Novel tyrosinol-based chiral stationary phase for the separation of tetracyclic quinolines active as PXR agonists: Investigating the enantiorecognition mechanism through molecular dynamics

Background: In recent years, a wide range of chiral molecules has been investigated as potential selectors (SOs) for enantiomeric separation in liquid chromatography, which remains a key tool in the development of new enantiomerically pure pharmaceuticals. SOs encompass diverse chemical and structural classes, from low-molecular-weight molecules to synthetic and biological polymers, many of which are already commercially available. Despite the abundance of commercial chiral stationary phases (CSPs), the demand for novel and more versatile materials remains high. Results: In this study, we present the design and synthesis of a novel tyrosinol-based CSP and its application in separating tetracyclic tetrahydroquinoline derivatives that act as pregnane X receptor agonists. The new CSP demonstrated high enantioselectivity and chemoselectivity under alkane-alcohol (normal-phase) conditions, enabling baseline resolution of all investigated analytes. The enantiomeric elution order (EEO) was unambiguously determined by combining semipreparative-scale chromatography with electronic circular dichroism (ECD) spectroscopy and time-dependent density functional theory calculations.

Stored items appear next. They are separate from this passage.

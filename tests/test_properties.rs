//! Property-based tests for sample alignment and the hit test.

use proptest::prelude::*;

use semicircle::sample::{align_points, expected_probability, generate_sample, is_hit, span};

use rand::rngs::SmallRng;
use rand::SeedableRng;

/// Strategy: a non-empty vector of raw point positions in [0,1).
fn points_strategy() -> impl Strategy<Value = Vec<f64>> {
    prop::collection::vec(0.0..1.0f64, 1..50)
}

/// Hit outcomes may legitimately differ between two float paths when the
/// span sits within rounding distance of the 0.5 boundary.
const BOUNDARY_EPS: f64 = 1e-9;

proptest! {
    // 1. Aligned samples are sorted ascending with every element in [0,1)
    #[test]
    fn aligned_sorted_and_in_range(mut points in points_strategy()) {
        align_points(&mut points);
        for w in points.windows(2) {
            prop_assert!(w[0] <= w[1], "not sorted: {:?}", w);
        }
        for &p in &points {
            prop_assert!((0.0..1.0).contains(&p), "out of range: {}", p);
        }
    }

    // 2. Span of an aligned sample is in [0,1)
    #[test]
    fn span_in_unit_interval(mut points in points_strategy()) {
        align_points(&mut points);
        let s = span(&points);
        prop_assert!((0.0..1.0).contains(&s), "span={}", s);
    }

    // 3. Rotating all raw points by a constant offset does not change the
    //    outcome: the semicircle property is rotation-invariant. Allow float
    //    slack when the span lands within rounding distance of the boundary.
    #[test]
    fn rotation_invariant(points in points_strategy(), offset in 0.0..1.0f64) {
        let mut a = points.clone();
        align_points(&mut a);

        let mut b: Vec<f64> = points.iter().map(|p| (p + offset) % 1.0).collect();
        align_points(&mut b);

        let (sa, sb) = (span(&a), span(&b));
        prop_assert!((sa - sb).abs() < BOUNDARY_EPS, "spans diverged: {} vs {}", sa, sb);
        if (sa - 0.5).abs() > BOUNDARY_EPS {
            prop_assert_eq!(is_hit(sa), is_hit(sb));
        }
    }

    // 4. A single point is always a hit
    #[test]
    fn single_point_always_hits(p in 0.0..1.0f64) {
        let mut points = vec![p];
        align_points(&mut points);
        prop_assert!(is_hit(span(&points)));
    }

    // 5. Two points are always a hit (span through the 0.5 anchor is ≤ 0.5)
    #[test]
    fn two_points_always_hit(p in 0.0..1.0f64, q in 0.0..1.0f64) {
        let mut points = vec![p, q];
        align_points(&mut points);
        prop_assert!(is_hit(span(&points)), "span={}", span(&points));
    }

    // 6. Closed form satisfies the recurrence p(n+1) = p(n) * (n+1) / (2n)
    #[test]
    fn closed_form_recurrence(n in 1..60usize) {
        let lhs = expected_probability(n + 1);
        let rhs = expected_probability(n) * (n + 1) as f64 / (2.0 * n as f64);
        prop_assert!((lhs - rhs).abs() < 1e-12, "n={}: {} vs {}", n, lhs, rhs);
    }

    // 7. Sample generation is deterministic given a seed
    #[test]
    fn generation_deterministic(seed in any::<u64>(), n in 1..30usize) {
        let a = generate_sample(&mut SmallRng::seed_from_u64(seed), n);
        let b = generate_sample(&mut SmallRng::seed_from_u64(seed), n);
        prop_assert_eq!(a, b);
    }
}
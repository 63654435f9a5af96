//! Sample generation and the semicircle hit test.
//!
//! A sample is n points on the unit circle, represented as positions in
//! [0,1). Before measuring the spread we rotate the circle so the first
//! drawn point sits at 0.5, then cut the circle at 0. Because the cut is
//! antipodal to a point that is itself inside any covering semicircle, the
//! covering arc can never straddle the cut, and the plain `max - min` span
//! of the wrapped positions equals the angular spread.

use rand::Rng;

/// Rotate points so the first one lands at 0.5, wrap into [0,1), sort.
///
/// Exposed separately from [`generate_sample`] so the alignment step can be
/// exercised on hand-picked inputs (the hit/miss outcome must be invariant
/// under a constant rotation of the raw points).
pub fn align_points(points: &mut [f64]) {
    if points.is_empty() {
        return;
    }
    let delta = 0.5 - points[0];
    for p in points.iter_mut() {
        let mut w = (*p + delta).rem_euclid(1.0);
        // rem_euclid of a tiny negative can round up to exactly 1.0
        if w >= 1.0 {
            w -= 1.0;
        }
        *p = w;
    }
    points.sort_unstable_by(f64::total_cmp);
}

/// Draw n uniform points in [0,1), aligned and sorted.
///
/// Postconditions: ascending order, every element in [0,1).
pub fn generate_sample<R: Rng + ?Sized>(rng: &mut R, n: usize) -> Vec<f64> {
    debug_assert!(n >= 1, "sample size must be positive");
    let mut points: Vec<f64> = (0..n).map(|_| rng.random::<f64>()).collect();
    align_points(&mut points);
    points
}

/// Angular spread of a sorted sample: max minus min.
///
/// A single-point sample has span 0 (always a hit).
#[inline(always)]
pub fn span(sorted: &[f64]) -> f64 {
    debug_assert!(!sorted.is_empty());
    sorted[sorted.len() - 1] - sorted[0]
}

/// All points fit in one semicircle iff the span is at most half the
/// circumference. Inclusive comparison: a span of exactly 0.5 counts as a
/// hit, matching the closed form's derivation.
#[inline(always)]
pub fn is_hit(span: f64) -> bool {
    span <= 0.5
}

/// Closed-form probability that n uniform points share a semicircle:
/// `n / 2^(n-1)` for n ≥ 1.
pub fn expected_probability(n: usize) -> f64 {
    debug_assert!(n >= 1);
    n as f64 * 0.5f64.powi(n as i32 - 1)
}
use semicircle::env_config;
use semicircle::sample::expected_probability;
use semicircle::simulation::{
    aggregate_statistics, save_statistics, simulate_batch, simulate_batch_serial,
};

struct Args {
    points: usize,
    iterations: usize,
    seed: Option<u64>,
    serial: bool,
    output: Option<String>,
}

fn parse_args() -> Args {
    let args: Vec<String> = std::env::args().collect();
    let mut points = 5usize;
    let mut iterations = 100_000usize;
    let mut seed: Option<u64> = None;
    let mut serial = false;
    let mut output: Option<String> = None;

    let mut i = 1;
    while i < args.len() {
        match args[i].as_str() {
            "--points" => {
                i += 1;
                if i < args.len() {
                    points = args[i].parse().unwrap_or_else(|_| {
                        eprintln!("Invalid --points value: {}", args[i]);
                        std::process::exit(1);
                    });
                }
            }
            "--iterations" => {
                i += 1;
                if i < args.len() {
                    iterations = args[i].parse().unwrap_or_else(|_| {
                        eprintln!("Invalid --iterations value: {}", args[i]);
                        std::process::exit(1);
                    });
                }
            }
            "--seed" => {
                i += 1;
                if i < args.len() {
                    seed = Some(args[i].parse().unwrap_or_else(|_| {
                        eprintln!("Invalid --seed value: {}", args[i]);
                        std::process::exit(1);
                    }));
                }
            }
            "--serial" => {
                serial = true;
            }
            "--output" => {
                i += 1;
                if i < args.len() {
                    output = Some(args[i].clone());
                }
            }
            "--help" | "-h" => {
                println!(
                    "Usage: simulate [--points N] [--iterations K] [--seed S] [--serial] [--output DIR]"
                );
                println!();
                println!("Options:");
                println!("  --points N       Points per trial (default: 5)");
                println!("  --iterations K   Number of trials (default: 100000)");
                println!("  --seed S         Base RNG seed (default: OS entropy, echoed)");
                println!("  --serial         Run trials on a single thread");
                println!("  --output DIR     Write statistics.json to DIR");
                std::process::exit(0);
            }
            other => {
                eprintln!("Unknown argument: {}", other);
                eprintln!(
                    "Usage: simulate [--points N] [--iterations K] [--seed S] [--serial] [--output DIR]"
                );
                std::process::exit(1);
            }
        }
        i += 1;
    }

    if points < 1 {
        eprintln!("Invalid --points value: must be at least 1");
        std::process::exit(1);
    }
    if iterations < 1 {
        eprintln!("Invalid --iterations value: must be at least 1");
        std::process::exit(1);
    }

    Args {
        points,
        iterations,
        seed,
        serial,
        output,
    }
}

fn main() {
    let args = parse_args();
    if !args.serial {
        env_config::init_rayon_threads();
    }

    let seed = args.seed.unwrap_or_else(rand::random::<u64>);
    println!(
        "Simulating {} trials with {} points (seed {}{})",
        args.iterations,
        args.points,
        seed,
        if args.serial { ", serial" } else { "" }
    );

    let result = if args.serial {
        simulate_batch_serial(args.points, args.iterations, seed)
    } else {
        simulate_batch(args.points, args.iterations, seed)
    };

    let expected = expected_probability(args.points);
    println!(
        "points={} iterations={} hits={} observed={:.4}% expected={:.4}%",
        result.points,
        result.iterations,
        result.hits,
        result.observed() * 100.0,
        expected * 100.0
    );
    println!(
        "Elapsed: {:.2}s ({:.0} trials/s)",
        result.elapsed.as_secs_f64(),
        result.iterations as f64 / result.elapsed.as_secs_f64()
    );

    if let Some(dir) = &args.output {
        let stats = aggregate_statistics(&result);
        match save_statistics(&stats, dir) {
            Ok(path) => println!("Statistics written to {}", path),
            Err(e) => {
                eprintln!("Failed to write statistics to {}: {}", dir, e);
                std::process::exit(1);
            }
        }
    }
}
//! # Semicircle — Monte Carlo semicircle-coverage estimator
//!
//! Estimates the probability that N points placed uniformly at random on a
//! circle all lie within some common semicircle, and compares the empirical
//! rate against the closed form `n / 2^(n-1)`.
//!
//! ## Algorithm overview
//!
//! The 2-D circular question reduces to a 1-D interval question:
//!
//! | Step | Function | Description |
//! |------|----------|-------------|
//! | 1 | [`sample::generate_sample`] | Draw n uniforms in [0,1), rotate so the first draw lands at 0.5, wrap into [0,1), sort |
//! | 2 | [`sample::span`] | Angular spread: max minus min of the sorted sample |
//! | 3 | [`sample::is_hit`] | All points share a semicircle iff span ≤ 0.5 (inclusive) |
//! | 4 | [`simulation::engine::simulate_batch`] | Repeat over many trials, count hits, report the empirical rate |
//!
//! Rotation is measure-preserving on the circle, and cutting the circle
//! opposite the anchored point removes wraparound ambiguity from the span,
//! so step 3 is exact rather than approximate.
//!
//! ## Reproducibility
//!
//! Every trial gets its own `SmallRng` seeded from `base_seed + trial_index`,
//! so a batch produces the same hit count whether it runs serially or on the
//! rayon pool, and two runs with the same `(n, iterations, seed)` agree bit
//! for bit.

pub mod env_config;
pub mod sample;
pub mod simulation;
//! Point-count sweep: run one batch per n and tabulate observed vs expected.
//!
//! With `--output DIR`, writes `sweep_results.csv` with one row per point
//! count.

use std::fs;
use std::io::Write;

use semicircle::env_config;
use semicircle::simulation::{range_grid, resolve_grid, run_sweep};

struct Args {
    grid: Vec<usize>,
    iterations: usize,
    seed: Option<u64>,
    output: Option<String>,
}

fn parse_args() -> Args {
    let args: Vec<String> = std::env::args().collect();
    let mut grid_name = "default".to_string();
    let mut from: Option<usize> = None;
    let mut to: Option<usize> = None;
    let mut iterations = 50_000usize;
    let mut seed: Option<u64> = None;
    let mut output: Option<String> = None;

    let mut i = 1;
    while i < args.len() {
        match args[i].as_str() {
            "--grid" => {
                i += 1;
                if i < args.len() {
                    grid_name = args[i].clone();
                }
            }
            "--from" => {
                i += 1;
                if i < args.len() {
                    from = Some(args[i].parse().unwrap_or_else(|_| {
                        eprintln!("Invalid --from value: {}", args[i]);
                        std::process::exit(1);
                    }));
                }
            }
            "--to" => {
                i += 1;
                if i < args.len() {
                    to = Some(args[i].parse().unwrap_or_else(|_| {
                        eprintln!("Invalid --to value: {}", args[i]);
                        std::process::exit(1);
                    }));
                }
            }
            "--iterations" => {
                i += 1;
                if i < args.len() {
                    iterations = args[i].parse().unwrap_or_else(|_| {
                        eprintln!("Invalid --iterations value: {}", args[i]);
                        std::process::exit(1);
                    });
                }
            }
            "--seed" => {
                i += 1;
                if i < args.len() {
                    seed = Some(args[i].parse().unwrap_or_else(|_| {
                        eprintln!("Invalid --seed value: {}", args[i]);
                        std::process::exit(1);
                    }));
                }
            }
            "--output" => {
                i += 1;
                if i < args.len() {
                    output = Some(args[i].clone());
                }
            }
            "--help" | "-h" => {
                println!(
                    "Usage: sweep [--grid NAME | --from LO --to HI] [--iterations K] [--seed S] [--output DIR]"
                );
                println!();
                println!("Options:");
                println!("  --grid NAME      Named grid: default (1-12), small (2-6), wide (1-50)");
                println!("  --from LO        Start of an explicit point-count range");
                println!("  --to HI          End (inclusive) of an explicit range");
                println!("  --iterations K   Trials per point count (default: 50000)");
                println!("  --seed S         Base RNG seed (default: OS entropy, echoed)");
                println!("  --output DIR     Write sweep_results.csv to DIR");
                std::process::exit(0);
            }
            other => {
                eprintln!("Unknown argument: {}", other);
                eprintln!(
                    "Usage: sweep [--grid NAME | --from LO --to HI] [--iterations K] [--seed S] [--output DIR]"
                );
                std::process::exit(1);
            }
        }
        i += 1;
    }

    if iterations < 1 {
        eprintln!("Invalid --iterations value: must be at least 1");
        std::process::exit(1);
    }

    let grid = match (from, to) {
        (Some(lo), Some(hi)) => {
            if lo < 1 {
                eprintln!("Invalid --from value: must be at least 1");
                std::process::exit(1);
            }
            if hi < lo {
                eprintln!("Invalid --to value: must be >= --from");
                std::process::exit(1);
            }
            range_grid(lo, hi)
        }
        (None, None) => resolve_grid(&grid_name).unwrap_or_else(|| {
            eprintln!("Unknown grid: {}", grid_name);
            eprintln!("Known grids: default, small, wide");
            std::process::exit(1);
        }),
        _ => {
            eprintln!("--from and --to must be given together");
            std::process::exit(1);
        }
    };

    Args {
        grid,
        iterations,
        seed,
        output,
    }
}

fn main() {
    let args = parse_args();
    let num_threads = env_config::init_rayon_threads();
    let seed = args.seed.unwrap_or_else(rand::random::<u64>);

    println!("═══════════════════════════════════════════════════════════════════");
    println!("  Semicircle Coverage Sweep: Observed vs n / 2^(n-1)");
    println!("═══════════════════════════════════════════════════════════════════");
    println!("  Trials per n: {:>10}", args.iterations);
    println!("  Seed:         {:>10}", seed);
    println!("  Threads:      {:>10}", num_threads);
    println!("  Point counts: {:>10}", args.grid.len());
    if let Some(ref dir) = args.output {
        println!("  Output:       {}", dir);
    }
    println!();

    println!(
        "  {:>4} {:>10} {:>10} {:>10} {:>10} {:>10} {:>7}",
        "n", "trials", "hits", "observed", "expected", "|error|", "z"
    );
    println!("  {}", "─".repeat(68));

    let entries = run_sweep(&args.grid, args.iterations, seed);
    for e in &entries {
        println!(
            "  {:>4} {:>10} {:>10} {:>10.6} {:>10.6} {:>10.6} {:>7.2}",
            e.points, e.iterations, e.hits, e.observed, e.expected, e.abs_error, e.z
        );
    }
    println!();

    if let Some(dir) = &args.output {
        fs::create_dir_all(dir).unwrap_or_else(|e| {
            eprintln!("Failed to create output directory {}: {}", dir, e);
            std::process::exit(1);
        });
        let path = format!("{}/sweep_results.csv", dir);
        let mut f = std::io::BufWriter::new(fs::File::create(&path).unwrap_or_else(|e| {
            eprintln!("Failed to create {}: {}", path, e);
            std::process::exit(1);
        }));
        writeln!(
            f,
            "points,iterations,seed,hits,observed,expected,abs_error,std_error,z,ci95_lower,ci95_upper,elapsed_secs"
        )
        .unwrap();
        for e in &entries {
            writeln!(
                f,
                "{},{},{},{},{:.8},{:.8},{:.8},{:.8},{:.4},{:.8},{:.8},{:.4}",
                e.points,
                e.iterations,
                e.seed,
                e.hits,
                e.observed,
                e.expected,
                e.abs_error,
                e.std_error,
                e.z,
                e.ci95_lower,
                e.ci95_upper,
                e.elapsed_secs
            )
            .unwrap();
        }
        println!("Results written to {}", path);
    }
}
//! The connection registry.
//!
//! A [`Registry`] owns the bootstrap connection, a cache of physical
//! connections keyed by connection target, the tenant-account roster and
//! the enum cache. The roster is rebuilt by [`Registry::read_accounts`],
//! which reconciles against the instances and directory tables.
//!
//! Lock domains (roster, connection cache + closing flag, enum cache) are
//! independent and never nested; none is held across an await point, so all
//! of them are std::sync primitives.

use crate::config;
use crate::db::account::Account;
use crate::db::instance::DbrInstance;
use crate::db::pool::{self, DatabaseKind, DbPool};
use crate::db::query::{self, QueryParam, QueryResult};
use crate::dispatch_pool;
use crate::error::{DbError, DbResult};
use futures_util::TryStreamExt;
use serde_json::Value as JsonValue;
use std::collections::{HashMap, HashSet};
use std::path::Path;
use std::sync::{Arc, Mutex, RwLock};
use tracing::{debug, info, warn};

// Reference tables, in their MySQL and SQLite spellings. MySQL qualifies
// across the `dbr` and `directory` schemas; a SQLite deployment holds the
// same tables in its main schema.
const ENUM_SCAN_MYSQL: &str = "SELECT enum_id, name, handle FROM dbr.enum";
const ENUM_SCAN_SQLITE: &str = "SELECT enum_id, name, handle FROM enum";

const INSTANCE_SCAN_MYSQL: &str =
    "SELECT handle, username, password, dbname, dbfile, host, module, tag FROM dbr.dbr_instances";
const INSTANCE_SCAN_SQLITE: &str =
    "SELECT handle, username, password, dbname, dbfile, host, module, tag FROM dbr_instances";

const DIRECTORY_SCAN_MYSQL: &str = "SELECT id, name, clientkey FROM directory.client";
const DIRECTORY_SCAN_SQLITE: &str = "SELECT id, name, clientkey FROM client";

const INSTANCE_BY_TAG_MYSQL: &str = "SELECT handle, username, password, dbname, dbfile, host, module, tag FROM dbr.dbr_instances WHERE tag = ? AND handle = ? LIMIT 1";
const INSTANCE_BY_TAG_SQLITE: &str = "SELECT handle, username, password, dbname, dbfile, host, module, tag FROM dbr_instances WHERE tag = ? AND handle = ? LIMIT 1";

const PRIV_BY_NAME_MYSQL: &str = "SELECT id FROM directory.acl_priv WHERE name = ?";
const PRIV_BY_NAME_SQLITE: &str = "SELECT id FROM acl_priv WHERE name = ?";

/// Instance-table row: handle, username, password, dbname, dbfile, host,
/// module, tag.
type InstanceRow = (
    String,
    String,
    String,
    String,
    Option<String>,
    String,
    String,
    Option<String>,
);

/// Physical-connection cache plus the closing flag it guards.
#[derive(Default)]
struct ConnCache {
    pools: HashMap<String, DbPool>,
    closing: bool,
}

impl ConnCache {
    /// Atomic lookup-or-open for a descriptor's connection target.
    fn open(&mut self, instance: &DbrInstance) -> DbResult<DbPool> {
        let target = pool::connection_target(instance)?;

        if self.closing {
            return Err(DbError::Closing);
        }

        if let Some(pool) = self.pools.get(&target) {
            return Ok(pool.clone());
        }

        debug!(
            module = instance.module(),
            handle = instance.handle(),
            "opening instance pool"
        );
        let pool = pool::open_lazy(instance)?;
        self.pools.insert(target, pool.clone());
        Ok(pool)
    }
}

#[derive(Default)]
struct EnumCache {
    id_by_handle: HashMap<String, i64>,
    name_by_id: HashMap<i64, String>,
    handle_by_id: HashMap<i64, String>,
}

/// The tenant-connection registry. One per deployment; see the module docs.
pub struct Registry {
    boot: DbPool,
    bootstrap: DbrInstance,
    accounts: RwLock<HashMap<i64, Arc<Account>>>,
    conns: Mutex<ConnCache>,
    enums: RwLock<EnumCache>,
}
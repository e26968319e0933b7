//! Integration tests for connection deduplication, shutdown semantics and
//! account-level query delegation, over SQLite fixture databases.

use dbr_registry::{DbError, DbrInstance, QueryParam, Registry};
use sqlx::SqlitePool;
use sqlx::sqlite::{SqliteConnectOptions, SqlitePoolOptions};
use std::path::Path;
use std::sync::Arc;
use tempfile::TempDir;

async fn connect(path: &Path) -> SqlitePool {
    SqlitePoolOptions::new()
        .max_connections(1)
        .connect_with(
            SqliteConnectOptions::new()
                .filename(path)
                .create_if_missing(true),
        )
        .await
        .unwrap()
}

async fn touch_db(path: &Path) {
    connect(path).await.close().await;
}

async fn seed_bootstrap(path: &Path) -> SqlitePool {
    let pool = connect(path).await;
    sqlx::query(
        "CREATE TABLE enum (enum_id INTEGER PRIMARY KEY, name TEXT NOT NULL, handle TEXT NOT NULL)",
    )
    .execute(&pool)
    .await
    .unwrap();
    sqlx::query(
        "CREATE TABLE dbr_instances (handle TEXT, username TEXT, password TEXT, dbname TEXT, \
         dbfile TEXT, host TEXT, module TEXT, tag TEXT)",
    )
    .execute(&pool)
    .await
    .unwrap();
    sqlx::query("CREATE TABLE client (id INTEGER PRIMARY KEY, name TEXT, clientkey TEXT)")
        .execute(&pool)
        .await
        .unwrap();
    sqlx::query("CREATE TABLE acl_priv (id INTEGER PRIMARY KEY, name TEXT)")
        .execute(&pool)
        .await
        .unwrap();
    pool
}

async fn add_instance(
    pool: &SqlitePool,
    handle: &str,
    dbname: &str,
    module: &str,
    host: &str,
    dbfile: Option<&str>,
    tag: &str,
) {
    sqlx::query(
        "INSERT INTO dbr_instances (handle, username, password, dbname, dbfile, host, module, tag) \
         VALUES (?, ?, ?, ?, ?, ?, ?, ?)",
    )
    .bind(handle)
    .bind("tenant_user")
    .bind("tenant_pass")
    .bind(dbname)
    .bind(dbfile)
    .bind(host)
    .bind(module)
    .bind(tag)
    .execute(pool)
    .await
    .unwrap();
}

async fn add_client(pool: &SqlitePool, id: i64, name: &str, clientkey: &str) {
    sqlx::query("INSERT INTO client (id, name, clientkey) VALUES (?, ?, ?)")
        .bind(id)
        .bind(name)
        .bind(clientkey)
        .execute(pool)
        .await
        .unwrap();
}

fn write_conf(dir: &TempDir, boot_path: &Path) -> std::path::PathBuf {
    let conf_path = dir.path().join("dbr.conf");
    let conf = format!(
        "dbname=dbr; handle=main\nmodule=Sqlite\nhostname={}\nusername=dbr_user\npassword=secret\n",
        boot_path.display()
    );
    std::fs::write(&conf_path, conf).unwrap();
    conf_path
}

/// Fixture with a complete `t7` tenant whose config and ops roles share one
/// tenant database file.
async fn tenant_fixture(dir: &TempDir) -> Arc<Registry> {
    let boot_path = dir.path().join("boot.db");
    let tenant_path = dir.path().join("t7.db");
    let seed = seed_bootstrap(&boot_path).await;
    touch_db(&tenant_path).await;

    let tenant = tenant_path.to_str().unwrap();
    add_instance(&seed, "config", "t7cfg", "Sqlite", "local", Some(tenant), "t7").await;
    add_instance(&seed, "ops", "t7ops", "Sqlite", "local", Some(tenant), "t7").await;
    add_client(&seed, 7, "Acme", "key123").await;
    seed.close().await;

    let conf_path = write_conf(dir, &boot_path);
    Registry::open(&conf_path, true).await.unwrap()
}

#[tokio::test]
async fn test_open_instance_deduplicates_by_target() {
    let dir = TempDir::new().unwrap();
    let boot_path = dir.path().join("boot.db");
    seed_bootstrap(&boot_path).await.close().await;
    let conf_path = write_conf(&dir, &boot_path);

    let registry = Registry::open(&conf_path, false).await.unwrap();
    assert_eq!(registry.connection_count(), 1); // bootstrap target

    let shared = dir.path().join("shared.db");
    let shared = shared.to_str().unwrap();
    let a = DbrInstance::new("config", "Sqlite", "local", "t7cfg").with_dbfile(shared);
    let b = DbrInstance::new("ops", "Sqlite", "local", "t7ops").with_dbfile(shared);

    registry.open_instance(&a).unwrap();
    registry.open_instance(&b).unwrap();
    assert_eq!(registry.connection_count(), 2);

    let other = dir.path().join("other.db");
    let c = DbrInstance::new("config", "Sqlite", "local", "t8cfg")
        .with_dbfile(other.to_str().unwrap());
    registry.open_instance(&c).unwrap();
    assert_eq!(registry.connection_count(), 3);

    registry.close().await.unwrap();
}

#[tokio::test]
async fn test_account_db_is_opened_once_across_concurrent_callers() {
    let dir = TempDir::new().unwrap();
    let registry = tenant_fixture(&dir).await;
    let account = registry.account(7).unwrap();

    let mut handles = Vec::new();
    for _ in 0..8 {
        let account = account.clone();
        handles.push(tokio::spawn(async move { account.db() }));
    }
    for handle in handles {
        handle.await.unwrap().unwrap();
    }

    // Bootstrap plus exactly one tenant target, no matter how many callers
    // raced the open.
    assert_eq!(registry.connection_count(), 2);

    registry.close().await.unwrap();
}

#[tokio::test]
async fn test_account_open_failure_is_cached() {
    let dir = TempDir::new().unwrap();
    let boot_path = dir.path().join("boot.db");
    let seed = seed_bootstrap(&boot_path).await;
    add_instance(&seed, "config", "t5cfg", "Oracle", "db1", None, "t5").await;
    add_instance(&seed, "ops", "t5ops", "Oracle", "db1", None, "t5").await;
    add_client(&seed, 5, "Legacy", "key5").await;
    seed.close().await;
    let conf_path = write_conf(&dir, &boot_path);

    let registry = Registry::open(&conf_path, true).await.unwrap();
    let account = registry.account(5).unwrap();
    assert!(account.active());

    let first = account.db().unwrap_err();
    assert_eq!(first.to_string(), "unhandled module Oracle");
    let second = account.db().unwrap_err();
    assert_eq!(second.to_string(), first.to_string());

    // The failure also surfaces through delegation, and nothing was cached
    // beyond the bootstrap target.
    let err = account.query("SELECT 1", &[]).await.unwrap_err();
    assert_eq!(err.to_string(), "unhandled module Oracle");
    assert_eq!(registry.connection_count(), 1);

    registry.close().await.unwrap();
}

#[tokio::test]
async fn test_close_blocks_new_connections() {
    let dir = TempDir::new().unwrap();
    let registry = tenant_fixture(&dir).await;
    let account = registry.account(7).unwrap();
    let held = account.db().unwrap();

    registry.close().await.unwrap();

    let fresh = DbrInstance::new("config", "Sqlite", "local", "t8cfg")
        .with_dbfile(dir.path().join("t8.db").to_str().unwrap());
    let err = registry.open_instance(&fresh).unwrap_err();
    assert!(matches!(err, DbError::Closing));

    // Idempotent, and previously handed-out handles remain valid objects.
    registry.close().await.unwrap();
    drop(held);
}

#[tokio::test]
async fn test_account_exec_and_query_roundtrip() {
    let dir = TempDir::new().unwrap();
    let registry = tenant_fixture(&dir).await;
    let account = registry.account(7).unwrap();

    account
        .exec(
            "CREATE TABLE jobs (id INTEGER PRIMARY KEY, label TEXT)",
            &[],
        )
        .await
        .unwrap();
    let affected = account
        .exec(
            "INSERT INTO jobs (id, label) VALUES (?, ?), (?, ?)",
            &[
                QueryParam::Int(1),
                QueryParam::Text("build".into()),
                QueryParam::Int(2),
                QueryParam::Text("deploy".into()),
            ],
        )
        .await
        .unwrap();
    assert_eq!(affected, 2);

    let result = account
        .query("SELECT id, label FROM jobs ORDER BY id", &[])
        .await
        .unwrap();
    assert_eq!(result.columns, vec!["id", "label"]);
    assert_eq!(result.row_count(), 2);
    assert_eq!(result.rows[1][1], serde_json::json!("deploy"));

    let row = account
        .query_row(
            "SELECT label FROM jobs WHERE id = ?",
            &[QueryParam::Int(1)],
        )
        .await
        .unwrap()
        .unwrap();
    assert_eq!(row["label"], serde_json::json!("build"));

    let missing = account
        .query_row(
            "SELECT label FROM jobs WHERE id = ?",
            &[QueryParam::Int(42)],
        )
        .await
        .unwrap();
    assert!(missing.is_none());

    registry.close().await.unwrap();
}

#[tokio::test]
async fn test_accounts_snapshot_is_iterable_without_locks() {
    let dir = TempDir::new().unwrap();
    let registry = tenant_fixture(&dir).await;

    let snapshot = registry.accounts();
    assert_eq!(snapshot.len(), 1);
    for account in snapshot {
        // Mutating the roster while iterating the snapshot is fine.
        registry.read_accounts().await.unwrap();
        assert_eq!(account.id(), 7);
    }

    registry.close().await.unwrap();
}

This integrated approach allowed reliable stereochemical assignment of all separated enantiomers and confirmed the consistency of the EEO across the studied series. Complementary molecular dynamics simulations provided mechanistic insight into enantiorecognition, revealing hydrogen bonding as the primary interaction driving enantioselectivity, with π–π and π-cation contacts contributing in a substituent-dependent manner. Significance: Overall, the study highlights the potential of tyrosine-derived selectors as versatile CSPs and demonstrates the added value of combining experimental and computational methods to unravel enantiorecognition mechanisms.